Segment Start: SUPPLIED RECORDS

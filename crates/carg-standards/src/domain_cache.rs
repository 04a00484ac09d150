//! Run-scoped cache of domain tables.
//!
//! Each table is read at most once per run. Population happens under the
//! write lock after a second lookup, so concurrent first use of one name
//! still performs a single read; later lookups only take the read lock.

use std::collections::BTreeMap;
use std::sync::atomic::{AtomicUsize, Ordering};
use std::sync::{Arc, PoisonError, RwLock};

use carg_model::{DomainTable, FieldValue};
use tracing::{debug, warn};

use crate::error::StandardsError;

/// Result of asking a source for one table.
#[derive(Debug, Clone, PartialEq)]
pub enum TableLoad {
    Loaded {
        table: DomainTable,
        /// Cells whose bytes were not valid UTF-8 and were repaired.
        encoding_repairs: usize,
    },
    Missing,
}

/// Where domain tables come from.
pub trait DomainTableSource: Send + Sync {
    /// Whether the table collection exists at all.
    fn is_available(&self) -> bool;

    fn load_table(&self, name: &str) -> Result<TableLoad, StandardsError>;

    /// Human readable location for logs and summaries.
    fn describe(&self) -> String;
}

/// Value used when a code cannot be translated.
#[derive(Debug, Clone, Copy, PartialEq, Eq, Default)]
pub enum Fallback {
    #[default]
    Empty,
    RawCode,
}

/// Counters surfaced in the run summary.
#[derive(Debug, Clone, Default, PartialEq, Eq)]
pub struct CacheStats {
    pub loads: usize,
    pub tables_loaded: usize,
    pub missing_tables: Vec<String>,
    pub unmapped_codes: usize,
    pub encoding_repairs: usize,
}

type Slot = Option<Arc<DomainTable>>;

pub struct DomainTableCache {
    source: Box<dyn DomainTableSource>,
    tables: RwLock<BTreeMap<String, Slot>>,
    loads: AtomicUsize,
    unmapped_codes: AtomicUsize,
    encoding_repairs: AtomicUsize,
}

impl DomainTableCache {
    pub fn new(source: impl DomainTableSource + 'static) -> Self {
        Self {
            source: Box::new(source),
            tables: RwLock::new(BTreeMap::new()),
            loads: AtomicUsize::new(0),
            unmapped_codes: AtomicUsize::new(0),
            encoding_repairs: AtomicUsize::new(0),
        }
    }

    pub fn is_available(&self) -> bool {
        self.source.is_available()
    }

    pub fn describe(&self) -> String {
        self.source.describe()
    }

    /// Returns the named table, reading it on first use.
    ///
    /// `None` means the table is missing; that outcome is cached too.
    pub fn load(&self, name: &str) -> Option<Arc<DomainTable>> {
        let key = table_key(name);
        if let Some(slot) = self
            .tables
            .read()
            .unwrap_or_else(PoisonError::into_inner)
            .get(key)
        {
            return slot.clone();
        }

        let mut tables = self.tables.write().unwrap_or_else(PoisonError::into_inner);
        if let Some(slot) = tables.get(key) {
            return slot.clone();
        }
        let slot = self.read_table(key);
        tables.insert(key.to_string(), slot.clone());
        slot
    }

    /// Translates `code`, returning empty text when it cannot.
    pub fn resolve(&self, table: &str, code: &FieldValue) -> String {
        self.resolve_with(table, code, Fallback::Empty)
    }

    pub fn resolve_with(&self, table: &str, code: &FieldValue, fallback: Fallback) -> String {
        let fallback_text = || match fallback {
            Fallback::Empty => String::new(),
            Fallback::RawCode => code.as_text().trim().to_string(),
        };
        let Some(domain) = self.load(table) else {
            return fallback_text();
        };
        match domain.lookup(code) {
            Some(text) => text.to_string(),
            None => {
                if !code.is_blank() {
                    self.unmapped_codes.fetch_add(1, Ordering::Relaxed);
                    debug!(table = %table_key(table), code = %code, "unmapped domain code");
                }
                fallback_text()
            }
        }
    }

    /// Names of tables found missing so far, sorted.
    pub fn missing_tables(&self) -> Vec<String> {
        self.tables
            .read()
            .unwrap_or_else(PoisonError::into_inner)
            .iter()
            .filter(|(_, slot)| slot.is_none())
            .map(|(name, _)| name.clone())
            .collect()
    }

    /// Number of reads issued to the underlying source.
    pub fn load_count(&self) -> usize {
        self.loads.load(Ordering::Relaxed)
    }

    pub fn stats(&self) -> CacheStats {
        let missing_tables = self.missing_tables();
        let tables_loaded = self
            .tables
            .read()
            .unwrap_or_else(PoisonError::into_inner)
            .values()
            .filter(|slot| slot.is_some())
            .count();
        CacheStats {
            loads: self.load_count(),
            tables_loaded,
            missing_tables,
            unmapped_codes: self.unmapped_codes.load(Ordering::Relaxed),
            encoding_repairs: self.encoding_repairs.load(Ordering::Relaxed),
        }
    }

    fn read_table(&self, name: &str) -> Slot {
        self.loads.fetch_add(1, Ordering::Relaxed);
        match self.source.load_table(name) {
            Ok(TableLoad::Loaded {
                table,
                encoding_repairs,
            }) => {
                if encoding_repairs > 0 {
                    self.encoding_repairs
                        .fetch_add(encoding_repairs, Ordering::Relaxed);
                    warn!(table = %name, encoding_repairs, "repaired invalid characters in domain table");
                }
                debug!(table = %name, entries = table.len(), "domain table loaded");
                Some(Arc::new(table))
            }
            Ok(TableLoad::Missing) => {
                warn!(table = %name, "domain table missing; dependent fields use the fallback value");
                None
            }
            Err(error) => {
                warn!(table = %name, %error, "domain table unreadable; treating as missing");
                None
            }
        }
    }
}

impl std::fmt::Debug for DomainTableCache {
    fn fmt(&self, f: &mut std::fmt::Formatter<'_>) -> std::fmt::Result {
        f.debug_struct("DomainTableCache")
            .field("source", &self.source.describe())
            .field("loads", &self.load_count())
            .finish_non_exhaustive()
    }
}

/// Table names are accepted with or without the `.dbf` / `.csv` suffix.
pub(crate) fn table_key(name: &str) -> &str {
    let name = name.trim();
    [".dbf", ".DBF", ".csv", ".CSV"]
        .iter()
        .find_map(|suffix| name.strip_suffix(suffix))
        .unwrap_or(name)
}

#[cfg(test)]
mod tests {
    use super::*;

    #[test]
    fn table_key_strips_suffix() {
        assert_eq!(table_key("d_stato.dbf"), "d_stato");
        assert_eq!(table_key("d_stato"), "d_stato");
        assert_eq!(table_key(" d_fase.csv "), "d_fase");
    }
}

Segment End: SUPPLIED RECORDS

YOUR TASK: Transcribe the material in full, exactly as it is given.

WRITTEN ANSWER:
filename crates/carg-standards/src/domain_cache.rs
repository 04a00484ac09d150
//! Run-scoped cache of domain tables.
//!
//! Each table is read at most once per run. Population happens under the
//! write lock after a second lookup, so concurrent first use of one name
//! still performs a single read; later lookups only take the read lock.

use std::collections::BTreeMap;
use std::sync::atomic::{AtomicUsize, Ordering};
use std::sync::{Arc, PoisonError, RwLock};

use carg_model::{DomainTable, FieldValue};
use tracing::{debug, warn};

use crate::error::StandardsError;

/// Result of asking a source for one table.
#[derive(Debug, Clone, PartialEq)]
pub enum TableLoad {
    Loaded {
        table: DomainTable,
        /// Cells whose bytes were not valid UTF-8 and were repaired.
        encoding_repairs: usize,
    },
    Missing,
}

/// Where domain tables come from.
pub trait DomainTableSource: Send + Sync {
    /// Whether the table collection exists at all.
    fn is_available(&self) -> bool;

    fn load_table(&self, name: &str) -> Result<TableLoad, StandardsError>;

    /// Human readable location for logs and summaries.
    fn describe(&self) -> String;
}

/// Value used when a code cannot be translated.
#[derive(Debug, Clone, Copy, PartialEq, Eq, Default)]
pub enum Fallback {
    #[default]
    Empty,
    RawCode,
}

/// Counters surfaced in the run summary.
#[derive(Debug, Clone, Default, PartialEq, Eq)]
pub struct CacheStats {
    pub loads: usize,
    pub tables_loaded: usize,
    pub missing_tables: Vec<String>,
    pub unmapped_codes: usize,
    pub encoding_repairs: usize,
}

type Slot = Option<Arc<DomainTable>>;

pub struct DomainTableCache {
    source: Box<dyn DomainTableSource>,
    tables: RwLock<BTreeMap<String, Slot>>,
    loads: AtomicUsize,
    unmapped_codes: AtomicUsize,
    encoding_repairs: AtomicUsize,
}

impl DomainTableCache {
    pub fn new(source: impl DomainTableSource + 'static) -> Self {
        Self {
            source: Box::new(source),
            tables: RwLock::new(BTreeMap::new()),
            loads: AtomicUsize::new(0),
            unmapped_codes: AtomicUsize::new(0),
            encoding_repairs: AtomicUsize::new(0),
        }
    }

    pub fn is_available(&self) -> bool {
        self.source.is_available()
    }

    pub fn describe(&self) -> String {
        self.source.describe()
    }

    /// Returns the named table, reading it on first use.
    ///
    /// `None` means the table is missing; that outcome is cached too.
    pub fn load(&self, name: &str) -> Option<Arc<DomainTable>> {
        let key = table_key(name);
        if let Some(slot) = self
            .tables
            .read()
            .unwrap_or_else(PoisonError::into_inner)
            .get(key)
        {
            return slot.clone();
        }

        let mut tables = self.tables.write().unwrap_or_else(PoisonError::into_inner);
        if let Some(slot) = tables.get(key) {
            return slot.clone();
        }
        let slot = self.read_table(key);
        tables.insert(key.to_string(), slot.clone());
        slot
    }

    /// Translates `code`, returning empty text when it cannot.
    pub fn resolve(&self, table: &str, code: &FieldValue) -> String {
        self.resolve_with(table, code, Fallback::Empty)
    }

    pub fn resolve_with(&self, table: &str, code: &FieldValue, fallback: Fallback) -> String {
        let fallback_text = || match fallback {
            Fallback::Empty => String::new(),
            Fallback::RawCode => code.as_text().trim().to_string(),
        };
        let Some(domain) = self.load(table) else {
            return fallback_text();
        };
        match domain.lookup(code) {
            Some(text) => text.to_string(),
            None => {
                if !code.is_blank() {
                    self.unmapped_codes.fetch_add(1, Ordering::Relaxed);
                    debug!(table = %table_key(table), code = %code, "unmapped domain code");
                }
                fallback_text()
            }
        }
    }

    /// Names of tables found missing so far, sorted.
    pub fn missing_tables(&self) -> Vec<String> {
        self.tables
            .read()
            .unwrap_or_else(PoisonError::into_inner)
            .iter()
            .filter(|(_, slot)| slot.is_none())
            .map(|(name, _)| name.clone())
            .collect()
    }

    /// Number of reads issued to the underlying source.
    pub fn load_count(&self) -> usize {
        self.loads.load(Ordering::Relaxed)
    }

    pub fn stats(&self) -> CacheStats {
        let missing_tables = self.missing_tables();
        let tables_loaded = self
            .tables
            .read()
            .unwrap_or_else(PoisonError::into_inner)
            .values()
            .filter(|slot| slot.is_some())
            .count();
        CacheStats {
            loads: self.load_count(),
            tables_loaded,
            missing_tables,
            unmapped_codes: self.unmapped_codes.load(Ordering::Relaxed),
            encoding_repairs: self.encoding_repairs.load(Ordering::Relaxed),
        }
    }

    fn read_table(&self, name: &str) -> Slot {
        self.loads.fetch_add(1, Ordering::Relaxed);
        match self.source.load_table(name) {
            Ok(TableLoad::Loaded {
                table,
                encoding_repairs,
            }) => {
                if encoding_repairs > 0 {
                    self.encoding_repairs
                        .fetch_add(encoding_repairs, Ordering::Relaxed);
                    warn!(table = %name, encoding_repairs, "repaired invalid characters in domain table");
                }
                debug!(table = %name, entries = table.len(), "domain table loaded");
                Some(Arc::new(table))
            }
            Ok(TableLoad::Missing) => {
                warn!(table = %name, "domain table missing; dependent fields use the fallback value");
                None
            }
            Err(error) => {
                warn!(table = %name, %error, "domain table unreadable; treating as missing");
                None
            }
        }
    }
}

impl std::fmt::Debug for DomainTableCache {
    fn fmt(&self, f: &mut std::fmt::Formatter<'_>) -> std::fmt::Result {
        f.debug_struct("DomainTableCache")
            .field("source", &self.source.describe())
            .field("loads", &self.load_count())
            .finish_non_exhaustive()
    }
}

/// Table names are accepted with or without the `.dbf` / `.csv` suffix.
pub(crate) fn table_key(name: &str) -> &str {
    let name = name.trim();
    [".dbf", ".DBF", ".csv", ".CSV"]
        .iter()
        .find_map(|suffix| name.strip_suffix(suffix))
        .unwrap_or(name)
}

#[cfg(test)]
mod tests {
    use super::*;

    #[test]
    fn table_key_strips_suffix() {
        assert_eq!(table_key("d_stato.dbf"), "d_stato");
        assert_eq!(table_key("d_stato"), "d_stato");
        assert_eq!(table_key(" d_fase.csv "), "d_fase");
    }
}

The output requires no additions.